CaptHawkeye wrote:Part of the reason The Thing could get away with what it could was because weapons to combat it with were scarce. Basically flamethrowers and high explosives because small arms ain't getting the job done. In the GFFA though, blasters incorporate aspects of both HE and incendiary weapons and are everywhere.
The Arctic camp was armed to the teeth, isolated, and very quickly came to lack any sort of prey that wasn't an armed sentient with at least a partial clue about what was up. Turned loose in an open environment, it can go eat the entire rest of the biosphere if it wants to, until your guys in "sealed armor dur dur blasters wank wank" are the only unassimilated thing on the planet. Because it knows all this shit you just said, and it isn't going to conveniently run off and immediately kill itself trying to attack soldiers.
This is also of course hoping for The Thing's sake that bio-scanners and sensors can't pick it up and aren't common.
Considering what a dire threat Vong spies and their "alien creature wearing a disguise which is itself also an alien creature" routine turned out to be to the New Republic, we can pretty much discount this shit out of hand.
Or that every dog/alien dog on the street won't be barking at it everywhere it goes. The way animals detect the Thing has been inconsistent but leans against the creature. A dog in the prequel flipped out when the Thing wasn't even in the room and the dogs in the kennel in the original called it out not long after it sat down.
Wrongo. Go watch the scene again.

http://www.youtube.com/watch?v=_piYJAGQImc

Clarke puts the dog-thing in the kennel, and the other dogs glance at it but don't even bother to stand up. Absolutely nothing happens as Clarke sits there looking at them for a moment, then turns the light off and walks away.

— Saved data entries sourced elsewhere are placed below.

//! Dispatch: materialize the image payload, invoke the recognizer, emit the result.

use crate::cli::{InputSource, Request};
use crate::error::{Error, Result};
use crate::output::write_result;
use crate::vision::Recognizer;
use base64::engine::general_purpose::STANDARD;
use base64::Engine as _;
use tokio::io::{AsyncRead, AsyncReadExt};

/// Run one resolved invocation end to end.
///
/// `stdin` is whatever the process has on standard input; it is only read in
/// the stdin-backed modes.
pub async fn execute(
    request: &Request,
    recognizer: &dyn Recognizer,
    mut stdin: impl AsyncRead + Send + Unpin + 'static,
) -> Result<()> {
    let json = match &request.source {
        InputSource::File(path) => {
            tracing::debug!(path = %path.display(), "recognizing from file");
            recognizer.recognize_path(path, request.pretty).await?
        }
        InputSource::StdinImage => {
            tracing::debug!("recognizing from stdin byte stream");
            recognizer
                .recognize_stream(Box::new(stdin), request.pretty)
                .await?
        }
        InputSource::Base64Literal(text) => {
            let bytes = decode_base64(text)?;
            recognizer.recognize_bytes(&bytes, request.pretty).await?
        }
        InputSource::StdinBase64 => {
            let mut text = String::new();
            stdin.read_to_string(&mut text).await?;
            let bytes = decode_base64(&text)?;
            recognizer.recognize_bytes(&bytes, request.pretty).await?
        }
    };

    write_result(request.out_file.as_deref(), &json).await
}

/// Trim surrounding whitespace and decode a standard base64 payload.
fn decode_base64(text: &str) -> Result<Vec<u8>> {
    let trimmed = text.trim();
    if trimmed.is_empty() {
        return Err(Error::Base64Decode("empty base64 string".to_string()));
    }

    STANDARD
        .decode(trimmed)
        .map_err(|e| Error::Base64Decode(e.to_string()))
}
//! Foundry OCR front end
//!
//! Resolves where the image bytes come from (file path, stdin, base64
//! literal, base64 over stdin), hands them to the external OCR engine and
//! routes the JSON result to stdout or a file.

pub mod cli;
pub mod commands;
pub mod config;
pub mod error;
pub mod output;
pub mod vision;
#![deny(unsafe_code)]

//! Chat-streaming core: turns a pushed token stream into a persisted conversation.

pub mod context;
pub mod error;
pub mod message;
pub mod orchestrator;
pub mod reader;
pub mod settings;
pub mod telemetry;
pub mod throttle;

pub use context::ContextWindow;
pub use error::{ChatError, ChatResult};
pub use message::{
    LocalMessageId, Message, MessageFactory, MessageKey, MessageStatus, Role, SAVE_FAILED_NOTICE,
    is_durable, title_from_first_message,
};
pub use orchestrator::{ConversationOrchestrator, OrchestratorConfig, SendOutcome, StreamProgress};
pub use reader::{ReaderEvent, StreamGeneration, StreamReader, parse_payload};
pub use settings::{Settings, SettingsError, SettingsStore};
pub use throttle::{Throttled, UpdateThrottle};
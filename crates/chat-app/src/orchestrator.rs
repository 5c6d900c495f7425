use std::sync::Arc;
use std::time::Duration;

use murmur_llm::{
    DispatchError, DispatchErrorKind, PredictionDispatcher, PredictionRequest, PushStreamTransport,
    SamplingParams, StreamHandle, TransportError, classify_failure_text,
};
use murmur_storage::{
    ConversationId, ConversationRecord, MessageRole, NewConversation, NewMessage, Storage,
};
use snafu::{OptionExt, ResultExt, ensure};
use tokio::sync::watch;

use crate::context::{ContextWindow, DEFAULT_CONTEXT_MESSAGES};
use crate::error::{
    ChatResult, ConversationUnavailableSnafu, EmptyMessageSnafu, MessageNotFoundSnafu,
    MessageNotTerminalSnafu, StorageSnafu, StreamInFlightSnafu,
};
use crate::message::{
    Message, MessageFactory, MessageKey, MessageStatus, Role, SAVE_FAILED_NOTICE,
    title_from_first_message,
};
use crate::reader::{ReaderEvent, StreamGeneration, StreamReader};
use crate::throttle::{DEFAULT_UPDATE_INTERVAL, UpdateThrottle};

const STREAM_INTERRUPTED_TEXT: &str = "The response was interrupted. Please try again.";

#[derive(Debug, Clone, PartialEq)]
pub struct OrchestratorConfig {
    pub context_max_messages: usize,
    pub update_interval: Duration,
    pub dispatch_timeout: Duration,
    pub title_max_chars: usize,
    pub system_prompt: Option<String>,
    pub sampling: SamplingParams,
}

impl Default for OrchestratorConfig {
    fn default() -> Self {
        Self {
            context_max_messages: DEFAULT_CONTEXT_MESSAGES,
            update_interval: DEFAULT_UPDATE_INTERVAL,
            dispatch_timeout: Duration::from_secs(30),
            title_max_chars: 48,
            system_prompt: None,
            sampling: SamplingParams::default(),
        }
    }
}

/// What became of an accepted `send`.
#[derive(Debug, Clone, Copy, PartialEq, Eq)]
pub enum SendOutcome {
    /// The placeholder is attached to a push stream; drive it with `drive_stream`.
    Streaming { placeholder: MessageKey },
    /// The user message could not be stored, so nothing was dispatched.
    NotPersisted { user: MessageKey },
    DispatchFailed { kind: DispatchErrorKind },
}

/// Effect of one applied reader event.
#[derive(Debug, Clone, PartialEq, Eq)]
pub enum StreamProgress {
    Updated { key: MessageKey, content: String },
    Completed { key: MessageKey },
    /// The reply finished but could not be stored; it stays on screen as local-only.
    NotSaved { key: MessageKey },
    Failed { key: MessageKey, reason: String },
}

impl StreamProgress {
    pub fn is_terminal(&self) -> bool {
        !matches!(self, Self::Updated { .. })
    }
}

#[derive(Debug, Clone, Copy)]
struct ActiveStream {
    conversation_id: ConversationId,
    placeholder: MessageKey,
    generation: StreamGeneration,
}

/// Controller for one open chat view.
///
/// All state is mutated through `&mut self`; observers read snapshots from the watch channels.
pub struct ConversationOrchestrator {
    store: Arc<dyn Storage>,
    dispatcher: Arc<dyn PredictionDispatcher>,
    reader: StreamReader,
    factory: MessageFactory,
    context: ContextWindow,
    config: OrchestratorConfig,
    selected_conversation_id: Option<ConversationId>,
    messages: Vec<Message>,
    active_stream: Option<ActiveStream>,
    messages_tx: watch::Sender<Vec<Message>>,
    streaming_tx: watch::Sender<bool>,
}
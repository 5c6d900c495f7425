#![allow(dead_code)]

use std::collections::VecDeque;
use std::sync::atomic::{AtomicBool, AtomicUsize, Ordering};
use std::sync::{Arc, Mutex};
use std::time::Duration;

use murmur::{ConversationOrchestrator, OrchestratorConfig};
use murmur_llm::{
    BoxFuture, DispatchError, DispatchResult, Frame, PredictionAccepted, PredictionDispatcher,
    PredictionRequest, PushStreamTransport, StreamHandle, Subscription, TransportError,
    TransportResult, make_frame_stream,
};
use murmur_storage::{
    BoxFuture as StoreFuture, ConversationId, ConversationPatch, ConversationRecord,
    ConversationStore, MessageId, MessageRecord, MessageRole, MessageStore, NewConversation,
    NewMessage, SqliteStorage, StorageError, StorageResult,
};

pub fn accepted(id: &str) -> DispatchResult<PredictionAccepted> {
    Ok(PredictionAccepted {
        id: id.to_string(),
        status: "starting".to_string(),
        stream_handle: Some(StreamHandle::new(format!("https://stream.test/{id}"))),
    })
}

/// Returns queued dispatch results in order and records every request.
#[derive(Default)]
pub struct ScriptedDispatcher {
    responses: Mutex<VecDeque<DispatchResult<PredictionAccepted>>>,
    requests: Mutex<Vec<PredictionRequest>>,
    delay: Mutex<Option<Duration>>,
}

impl ScriptedDispatcher {
    pub fn respond(&self, response: DispatchResult<PredictionAccepted>) {
        self.responses.lock().expect("lock").push_back(response);
    }

    pub fn delay_responses(&self, delay: Duration) {
        *self.delay.lock().expect("lock") = Some(delay);
    }

    pub fn requests(&self) -> Vec<PredictionRequest> {
        self.requests.lock().expect("lock").clone()
    }
}

impl PredictionDispatcher for ScriptedDispatcher {
    fn dispatch<'a>(
        &'a self,
        request: PredictionRequest,
    ) -> BoxFuture<'a, DispatchResult<PredictionAccepted>> {
        Box::pin(async move {
            self.requests.lock().expect("lock").push(request);
            let delay = *self.delay.lock().expect("lock");
            if let Some(delay) = delay {
                tokio::time::sleep(delay).await;
            }
            self.responses
                .lock()
                .expect("lock")
                .pop_front()
                .unwrap_or_else(|| {
                    Err(DispatchError::PredictionFailed {
                        stage: "scripted-dispatch",
                        prediction_id: "unscripted".to_string(),
                        detail: "no scripted response".to_string(),
                    })
                })
        })
    }
}

#[derive(Debug)]
pub enum Step {
    Frame(Frame),
    Fail(TransportError),
    /// Keeps the stream open until the subscriber cancels it.
    Hold,
}

pub fn data(payload: &str) -> Step {
    Step::Frame(Frame::Data(payload.to_string()))
}

pub fn done() -> Step {
    Step::Frame(Frame::Done)
}

/// Each subscription plays the next queued script; an exhausted script closes the stream.
#[derive(Default)]
pub struct ScriptedTransport {
    scripts: Mutex<VecDeque<Vec<Step>>>,
    subscriptions: AtomicUsize,
}

impl ScriptedTransport {
    pub fn script(&self, steps: Vec<Step>) {
        self.scripts.lock().expect("lock").push_back(steps);
    }

    pub fn subscriptions(&self) -> usize {
        self.subscriptions.load(Ordering::SeqCst)
    }
}

impl PushStreamTransport for ScriptedTransport {
    fn subscribe(&self, handle: StreamHandle) -> TransportResult<Subscription> {
        self.subscriptions.fetch_add(1, Ordering::SeqCst);
        let steps = self
            .scripts
            .lock()
            .expect("lock")
            .pop_front()
            .unwrap_or_default();
        let (frame_tx, stream, cancel_rx) = make_frame_stream(handle);

        let worker = Box::pin(async move {
            for step in steps {
                match step {
                    Step::Frame(frame) => {
                        if frame_tx.send(Ok(frame)).is_err() {
                            return;
                        }
                        tokio::task::yield_now().await;
                    }
                    Step::Fail(error) => {
                        let _ = frame_tx.send(Err(error));
                        return;
                    }
                    Step::Hold => {
                        let _ = cancel_rx.await;
                        return;
                    }
                }
            }
        });

        Ok(Subscription { stream, worker })
    }
}

/// In-memory SQLite store whose message appends can be made to fail per role.
pub struct FlakyStore {
    inner: SqliteStorage,
    fail_creates: AtomicBool,
    fail_user_appends: AtomicBool,
    fail_assistant_appends: AtomicBool,
}

impl FlakyStore {
    pub async fn new() -> Self {
        Self {
            inner: SqliteStorage::open_in_memory()
                .await
                .expect("in-memory sqlite opens"),
            fail_creates: AtomicBool::new(false),
            fail_user_appends: AtomicBool::new(false),
            fail_assistant_appends: AtomicBool::new(false),
        }
    }

    pub fn fail_conversation_creates(&self, fail: bool) {
        self.fail_creates.store(fail, Ordering::SeqCst);
    }

    pub fn fail_appends_for(&self, role: MessageRole, fail: bool) {
        match role {
            MessageRole::User => self.fail_user_appends.store(fail, Ordering::SeqCst),
            MessageRole::Assistant => self.fail_assistant_appends.store(fail, Ordering::SeqCst),
            MessageRole::System => {}
        }
    }

    pub async fn stored(&self, conversation_id: ConversationId) -> Vec<MessageRecord> {
        self.inner
            .list_messages(conversation_id)
            .await
            .expect("list stored messages")
    }
}

impl ConversationStore for FlakyStore {
    fn create_conversation(
        &self,
        input: NewConversation,
    ) -> StoreFuture<'_, StorageResult<ConversationRecord>> {
        let fail = self.fail_creates.load(Ordering::SeqCst);
        Box::pin(async move {
            if fail {
                return Err(StorageError::Query {
                    stage: "scripted-create",
                    source: sqlx::Error::Io(std::io::Error::other("database is locked")),
                });
            }
            self.inner.create_conversation(input).await
        })
    }

    fn list_conversations(
        &self,
        include_deleted: bool,
    ) -> StoreFuture<'_, StorageResult<Vec<ConversationRecord>>> {
        Box::pin(self.inner.list_conversations(include_deleted))
    }

    fn get_conversation(
        &self,
        conversation_id: ConversationId,
    ) -> StoreFuture<'_, StorageResult<Option<ConversationRecord>>> {
        Box::pin(self.inner.get_conversation(conversation_id))
    }

    fn update_conversation(
        &self,
        conversation_id: ConversationId,
        patch: ConversationPatch,
    ) -> StoreFuture<'_, StorageResult<ConversationRecord>> {
        Box::pin(self.inner.update_conversation(conversation_id, patch))
    }

    fn soft_delete_conversation(
        &self,
        conversation_id: ConversationId,
    ) -> StoreFuture<'_, StorageResult<()>> {
        Box::pin(self.inner.soft_delete_conversation(conversation_id))
    }

    fn restore_conversation(
        &self,
        conversation_id: ConversationId,
    ) -> StoreFuture<'_, StorageResult<()>> {
        Box::pin(self.inner.restore_conversation(conversation_id))
    }
}

impl MessageStore for FlakyStore {
    fn append_message(
        &self,
        conversation_id: ConversationId,
        input: NewMessage,
    ) -> StoreFuture<'_, StorageResult<MessageRecord>> {
        let fail = match input.role {
            MessageRole::User => self.fail_user_appends.load(Ordering::SeqCst),
            MessageRole::Assistant => self.fail_assistant_appends.load(Ordering::SeqCst),
            MessageRole::System => false,
        };

        Box::pin(async move {
            if fail {
                return Err(StorageError::Query {
                    stage: "scripted-append",
                    source: sqlx::Error::Io(std::io::Error::other("disk full")),
                });
            }
            self.inner.append_message(conversation_id, input).await
        })
    }

    fn list_messages(
        &self,
        conversation_id: ConversationId,
    ) -> StoreFuture<'_, StorageResult<Vec<MessageRecord>>> {
        Box::pin(self.inner.list_messages(conversation_id))
    }

    fn get_message(
        &self,
        conversation_id: ConversationId,
        message_id: MessageId,
    ) -> StoreFuture<'_, StorageResult<Option<MessageRecord>>> {
        Box::pin(self.inner.get_message(conversation_id, message_id))
    }

    fn soft_delete_message(
        &self,
        conversation_id: ConversationId,
        message_id: MessageId,
    ) -> StoreFuture<'_, StorageResult<()>> {
        Box::pin(self.inner.soft_delete_message(conversation_id, message_id))
    }
}

pub struct Harness {
    pub store: Arc<FlakyStore>,
    pub dispatcher: Arc<ScriptedDispatcher>,
    pub transport: Arc<ScriptedTransport>,
    pub orchestrator: ConversationOrchestrator,
}

impl Harness {
    pub async fn new() -> Self {
        Self::with_config(OrchestratorConfig::default()).await
    }

    pub async fn with_config(config: OrchestratorConfig) -> Self {
        let store = Arc::new(FlakyStore::new().await);
        let dispatcher = Arc::new(ScriptedDispatcher::default());
        let transport = Arc::new(ScriptedTransport::default());
        let orchestrator = ConversationOrchestrator::new(
            store.clone(),
            dispatcher.clone(),
            transport.clone(),
            config,
        );

        Self {
            store,
            dispatcher,
            transport,
            orchestrator,
        }
    }

    pub fn conversation_id(&self) -> ConversationId {
        self.orchestrator
            .selected_conversation_id()
            .expect("a conversation is selected")
    }
}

At this point either a few minutes or a few hours pass depending on whether you count the deleted scene, but in either case the other dogs are still lying around relaxed while nothing much happens. Until the dog-thing finally begins it's hiss/growl heavy-breathing act immediately prior to monstering out.

So no, those dogs sat in close proximity and didn't display the faintest hint of agitation until the Thing started acting up. This was a total asspull on your part.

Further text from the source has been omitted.